The network security software submarket, which includes a variety of solutions, including enterprise firewall software, network intrusion detection and prevention software, unified threat management software, and network access control, is projected to expand at a 12.2% CAGR between 2019 and 2024, from $3.3 billion to $5.9 billion.

Check Point, Cisco, Fortinet, and Palo Alto all have a number of offerings in the network security software space to manage external threats. Many companies are leveraging the pandemic as a business development opportunity by offering complimentary licenses and free trials to attract new customers and expand relationships with existing customers.
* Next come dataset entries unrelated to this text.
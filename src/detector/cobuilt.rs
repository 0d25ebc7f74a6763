//! Co-built groups: modules that are always scheduled together.

use crate::core::error::{AffectedResult, ConfigError};
use crate::graph::ProjectGraph;
use std::collections::BTreeSet;

/// Keep the groups whose members are all present in the graph.
///
/// A group that is entirely absent is dropped (partial checkouts). A group
/// that is only partly present is an error.
pub fn resolve_groups(groups: &[BTreeSet<String>], graph: &ProjectGraph) -> AffectedResult<Vec<BTreeSet<String>>> {
  let mut resolved = Vec::with_capacity(groups.len());

  for group in groups {
    let missing: Vec<String> = group.iter().filter(|m| !graph.contains(m)).cloned().collect();

    if missing.is_empty() {
      resolved.push(group.clone());
    } else if missing.len() == group.len() {
      tracing::debug!(group = ?group, "co-built group absent from checkout, ignoring");
    } else {
      return Err(
        ConfigError::PartialCobuiltGroup {
          group: group.iter().cloned().collect(),
          missing,
        }
        .into(),
      );
    }
  }

  Ok(resolved)
}

/// Close `seed` over `groups`: any group touching the set is pulled in whole,
/// repeated until nothing new is added.
pub fn close_over_groups(seed: &BTreeSet<String>, groups: &[BTreeSet<String>]) -> BTreeSet<String> {
  let mut result = seed.clone();

  loop {
    let mut added = false;
    for group in groups {
      if group.iter().any(|m| result.contains(m)) {
        for member in group {
          added |= result.insert(member.clone());
        }
      }
    }
    if !added {
      return result;
    }
  }
}
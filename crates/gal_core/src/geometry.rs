//! Geometric primitives

use std::ops::{Add, AddAssign, Div, Mul, Neg, Sub, SubAssign};

/// A 2D vector in double precision.
///
/// World coordinates can be large (board units are nanometres), so geometry is
/// kept in `f64` until it is baked into GPU vertices.
#[derive(Clone, Copy, Debug, Default, PartialEq, serde::Serialize, serde::Deserialize)]
pub struct Vec2 {
    pub x: f64,
    pub y: f64,
}

/// Points and vectors share one representation
pub type Point = Vec2;

impl Vec2 {
    pub const ZERO: Vec2 = Vec2 { x: 0.0, y: 0.0 };

    pub const fn new(x: f64, y: f64) -> Self {
        Self { x, y }
    }

    pub fn splat(v: f64) -> Self {
        Self { x: v, y: v }
    }

    /// Unit vector at `angle` radians
    pub fn from_angle(angle: f64) -> Self {
        Self::new(angle.cos(), angle.sin())
    }

    pub fn euclidean_norm(&self) -> f64 {
        self.x.hypot(self.y)
    }

    pub fn squared_norm(&self) -> f64 {
        self.x * self.x + self.y * self.y
    }

    /// Angle of the vector in radians, in `(-PI, PI]`
    pub fn angle(&self) -> f64 {
        self.y.atan2(self.x)
    }

    pub fn dot(&self, other: Vec2) -> f64 {
        self.x * other.x + self.y * other.y
    }

    /// Z component of the 3D cross product
    pub fn cross(&self, other: Vec2) -> f64 {
        self.x * other.y - self.y * other.x
    }

    /// Counter-clockwise perpendicular
    pub fn perpendicular(&self) -> Self {
        Self::new(-self.y, self.x)
    }

    /// Returns the unit vector, or zero for a zero-length vector
    pub fn normalized(&self) -> Self {
        let len = self.euclidean_norm();
        if len > 0.0 {
            Self::new(self.x / len, self.y / len)
        } else {
            Self::ZERO
        }
    }

    pub fn rotated(&self, angle: f64) -> Self {
        let (sin, cos) = angle.sin_cos();
        Self::new(self.x * cos - self.y * sin, self.x * sin + self.y * cos)
    }

    pub fn distance(&self, other: Vec2) -> f64 {
        (*self - other).euclidean_norm()
    }

    pub fn lerp(&self, other: Vec2, t: f64) -> Self {
        *self + (other - *self) * t
    }

    pub fn to_f32(&self) -> [f32; 2] {
        [self.x as f32, self.y as f32]
    }
}

impl Add for Vec2 {
    type Output = Vec2;
    fn add(self, rhs: Vec2) -> Vec2 {
        Vec2::new(self.x + rhs.x, self.y + rhs.y)
    }
}

impl AddAssign for Vec2 {
    fn add_assign(&mut self, rhs: Vec2) {
        self.x += rhs.x;
        self.y += rhs.y;
    }
}

impl Sub for Vec2 {
    type Output = Vec2;
    fn sub(self, rhs: Vec2) -> Vec2 {
        Vec2::new(self.x - rhs.x, self.y - rhs.y)
    }
}

impl SubAssign for Vec2 {
    fn sub_assign(&mut self, rhs: Vec2) {
        self.x -= rhs.x;
        self.y -= rhs.y;
    }
}

impl Mul<f64> for Vec2 {
    type Output = Vec2;
    fn mul(self, rhs: f64) -> Vec2 {
        Vec2::new(self.x * rhs, self.y * rhs)
    }
}

impl Mul<Vec2> for f64 {
    type Output = Vec2;
    fn mul(self, rhs: Vec2) -> Vec2 {
        rhs * self
    }
}

impl Div<f64> for Vec2 {
    type Output = Vec2;
    fn div(self, rhs: f64) -> Vec2 {
        Vec2::new(self.x / rhs, self.y / rhs)
    }
}

impl Neg for Vec2 {
    type Output = Vec2;
    fn neg(self) -> Vec2 {
        Vec2::new(-self.x, -self.y)
    }
}

impl From<(f64, f64)> for Vec2 {
    fn from((x, y): (f64, f64)) -> Self {
        Self::new(x, y)
    }
}

/// An axis-aligned box stored as origin + size.
///
/// The size may be negative until [`Box2D::normalize`] is called, matching how
/// boxes are built from two arbitrary corners.
#[derive(Clone, Copy, Debug, Default, PartialEq)]
pub struct Box2D {
    pub origin: Point,
    pub size: Vec2,
}

impl Box2D {
    pub const fn new(origin: Point, size: Vec2) -> Self {
        Self { origin, size }
    }

    pub fn from_corners(start: Point, end: Point) -> Self {
        Self::new(start, end - start)
    }

    /// Smallest box containing all `points`; `None` for an empty input
    pub fn compute<I>(points: I) -> Option<Self>
    where
        I: IntoIterator<Item = Point>,
    {
        let mut iter = points.into_iter();
        let first = iter.next()?;
        let (mut min, mut max) = (first, first);

        for p in iter {
            min.x = min.x.min(p.x);
            min.y = min.y.min(p.y);
            max.x = max.x.max(p.x);
            max.y = max.y.max(p.y);
        }

        Some(Self::from_corners(min, max))
    }

    pub fn x(&self) -> f64 {
        self.origin.x
    }

    pub fn y(&self) -> f64 {
        self.origin.y
    }

    pub fn width(&self) -> f64 {
        self.size.x
    }

    pub fn height(&self) -> f64 {
        self.size.y
    }

    /// Corner opposite to the origin
    pub fn end(&self) -> Point {
        self.origin + self.size
    }

    pub fn center(&self) -> Point {
        self.origin + self.size * 0.5
    }

    /// Flips negative extents so that `origin` is the minimum corner
    pub fn normalize(mut self) -> Self {
        if self.size.x < 0.0 {
            self.origin.x += self.size.x;
            self.size.x = -self.size.x;
        }
        if self.size.y < 0.0 {
            self.origin.y += self.size.y;
            self.size.y = -self.size.y;
        }
        self
    }

    pub fn contains(&self, point: Point) -> bool {
        let b = self.normalize();
        point.x >= b.origin.x
            && point.x <= b.origin.x + b.size.x
            && point.y >= b.origin.y
            && point.y <= b.origin.y + b.size.y
    }

    /// True when the boxes overlap or touch
    pub fn intersects(&self, other: &Box2D) -> bool {
        let (a, b) = (self.normalize(), other.normalize());
        a.origin.x <= b.end().x
            && b.origin.x <= a.end().x
            && a.origin.y <= b.end().y
            && b.origin.y <= a.end().y
    }

    /// Grows the box by `margin` on every side
    pub fn inflate(&self, margin: f64) -> Self {
        let b = self.normalize();
        Self::new(
            b.origin - Vec2::splat(margin),
            b.size + Vec2::splat(2.0 * margin),
        )
    }

    /// Grows the box to include `point`
    pub fn merge_point(&self, point: Point) -> Self {
        let b = self.normalize();
        let end = b.end();
        Self::from_corners(
            Point::new(b.origin.x.min(point.x), b.origin.y.min(point.y)),
            Point::new(end.x.max(point.x), end.y.max(point.y)),
        )
    }
}
//! Cached groups and the per-frame draw list

use std::ops::Range;

use gal_core::{Color, GalError, GroupId};
use slotmap::SlotMap;

use crate::mesh::Mesh;

/// Tessellated groups keyed by generational handles.
///
/// While a group is open every primitive is tessellated into it instead of
/// the frame. Deleted handles are queued so the renderer can drop the GPU
/// buffers it uploaded for them.
#[derive(Debug, Default)]
pub struct GroupCache {
    groups: SlotMap<GroupId, Mesh>,
    open: Option<GroupId>,
    released: Vec<GroupId>,
}

impl GroupCache {
    pub fn new() -> Self {
        Self::default()
    }

    pub fn begin(&mut self) -> Result<GroupId, GalError> {
        if let Some(open) = self.open {
            tracing::warn!(?open, "begin_group while another group is recording");
            return Err(GalError::GroupAlreadyOpen);
        }
        let id = self.groups.insert(Mesh::new());
        self.open = Some(id);
        tracing::debug!(?id, "group opened");
        Ok(id)
    }

    pub fn end(&mut self) -> Result<GroupId, GalError> {
        let id = self.open.take().ok_or(GalError::NoOpenGroup)?;
        tracing::debug!(
            ?id,
            triangles = self.groups.get(id).map_or(0, Mesh::triangle_count),
            "group closed"
        );
        Ok(id)
    }

    pub fn is_recording(&self) -> bool {
        self.open.is_some()
    }

    /// Handle of the group being recorded
    pub fn open_group(&self) -> Option<GroupId> {
        self.open
    }

    /// Mesh of the group being recorded
    pub fn open_mesh_mut(&mut self) -> Option<&mut Mesh> {
        self.open.and_then(|id| self.groups.get_mut(id))
    }

    pub fn get(&self, id: GroupId) -> Option<&Mesh> {
        self.groups.get(id)
    }

    pub fn contains(&self, id: GroupId) -> bool {
        self.groups.contains_key(id)
    }

    pub fn remove(&mut self, id: GroupId) -> bool {
        if self.open == Some(id) {
            self.open = None;
        }
        let removed = self.groups.remove(id).is_some();
        if removed {
            tracing::debug!(?id, "group deleted");
            self.released.push(id);
        }
        removed
    }

    /// Drops every group
    pub fn clear(&mut self) {
        self.released.extend(self.groups.keys());
        self.groups.clear();
        self.open = None;
    }

    pub fn len(&self) -> usize {
        self.groups.len()
    }

    pub fn is_empty(&self) -> bool {
        self.groups.is_empty()
    }

    /// Handles deleted since the last call
    pub fn take_released(&mut self) -> Vec<GroupId> {
        std::mem::take(&mut self.released)
    }

    pub fn iter(&self) -> impl Iterator<Item = (GroupId, &Mesh)> + '_ {
        self.groups.iter()
    }

    /// Ended groups; a group still recording may keep growing
    pub fn sealed(&self) -> impl Iterator<Item = (GroupId, &Mesh)> + '_ {
        let open = self.open;
        self.groups.iter().filter(move |(id, _)| Some(*id) != open)
    }
}

#[derive(Clone, Debug, PartialEq)]
pub enum DrawCall {
    /// Clear color and depth
    Clear(Color),
    /// Triangles of the frame mesh
    Immediate(Range<u32>),
    /// A cached group, drawn from its own buffers
    Group(GroupId),
}

/// Everything drawn between `begin_drawing` and `end_drawing`
#[derive(Clone, Debug, Default)]
pub struct FrameBatch {
    pub mesh: Mesh,
    pub calls: Vec<DrawCall>,
}

impl FrameBatch {
    pub fn new() -> Self {
        Self::default()
    }

    pub fn clear(&mut self) {
        self.mesh.clear();
        self.calls.clear();
    }

    pub fn is_empty(&self) -> bool {
        self.calls.is_empty()
    }

    /// Records frame-mesh indices, merging with a directly preceding range
    pub fn push_immediate(&mut self, range: Range<u32>) {
        if range.is_empty() {
            return;
        }
        if let Some(DrawCall::Immediate(last)) = self.calls.last_mut() {
            if last.end == range.start {
                last.end = range.end;
                return;
            }
        }
        self.calls.push(DrawCall::Immediate(range));
    }

    pub fn push_group(&mut self, id: GroupId) {
        self.calls.push(DrawCall::Group(id));
    }

    pub fn push_clear(&mut self, color: Color) {
        self.calls.push(DrawCall::Clear(color));
    }

    /// Flattens the draw list into one mesh in submission order.
    ///
    /// Handles missing from `groups` are skipped.
    pub fn resolve(&self, groups: &GroupCache) -> Mesh {
        let mut mesh = Mesh::new();
        for call in &self.calls {
            match call {
                DrawCall::Clear(_) => mesh.clear(),
                DrawCall::Immediate(range) => mesh.append_range(&self.mesh, range.clone()),
                DrawCall::Group(id) => {
                    if let Some(group) = groups.get(*id) {
                        mesh.append(group);
                    }
                }
            }
        }
        mesh
    }
}

#[cfg(test)]
mod tests {
    use super::*;

    #[test]
    fn test_nested_begin_is_rejected() {
        let mut cache = GroupCache::new();
        let id = cache.begin().unwrap();
        assert_eq!(cache.begin(), Err(GalError::GroupAlreadyOpen));
        assert_eq!(cache.end(), Ok(id));
        assert_eq!(cache.end(), Err(GalError::NoOpenGroup));
    }

    #[test]
    fn test_removed_handle_is_stale() {
        let mut cache = GroupCache::new();
        let id = cache.begin().unwrap();
        cache.end().unwrap();
        assert!(cache.remove(id));
        assert!(!cache.remove(id));
        assert_eq!(cache.take_released(), vec![id]);

        let newer = cache.begin().unwrap();
        assert_ne!(id, newer);
        assert!(!cache.contains(id));
    }

    #[test]
    fn test_recording_group_is_not_sealed() {
        let mut cache = GroupCache::new();
        let done = cache.begin().unwrap();
        cache.end().unwrap();
        let open = cache.begin().unwrap();

        assert_eq!(cache.open_group(), Some(open));
        let sealed: Vec<GroupId> = cache.sealed().map(|(id, _)| id).collect();
        assert_eq!(sealed, vec![done]);

        cache.end().unwrap();
        assert_eq!(cache.open_group(), None);
        assert_eq!(cache.sealed().count(), 2);
    }

    #[test]
    fn test_immediate_ranges_merge() {
        let mut frame = FrameBatch::new();
        frame.push_immediate(0..6);
        frame.push_immediate(6..12);
        frame.push_immediate(12..12);
        assert_eq!(frame.calls, vec![DrawCall::Immediate(0..12)]);
    }
}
Although security-as-a-service is growing quickly, on-premises solutions will remain necessary for large companies. Covid-19 has created some challenges for on-premises hardware deployments, as global lockdowns forced companies to delay projects. In addition, supply chain disruptions could cause component shortages, which may limit production.

At the onset of the outbreak, hardware companies benefited from a short-term surge in demand as customers scrambled to add capacity. Despite these challenges, demand is expected to recover once the outbreak is under control. According to IDC, the worldwide network security market is projected to expand at an 8.8% CAGR between 2018 and 2023, from $15.5 billion to $23.7 billion.

The firewall and unified threat management (UTM) submarket is projected to grow the fastest, expanding at a 9.2% CAGR. Check Point, Cisco, Fortinet, and Palo Alto controlled 60.9% of this market in 2019, according to IDC, and should benefit the most from long-term growth.

Risks to our thesis include a worse-than-expected economic contraction in response to Covid-19, lower-than-expected spending on security services, increased unemployment levels, and fewer network attacks.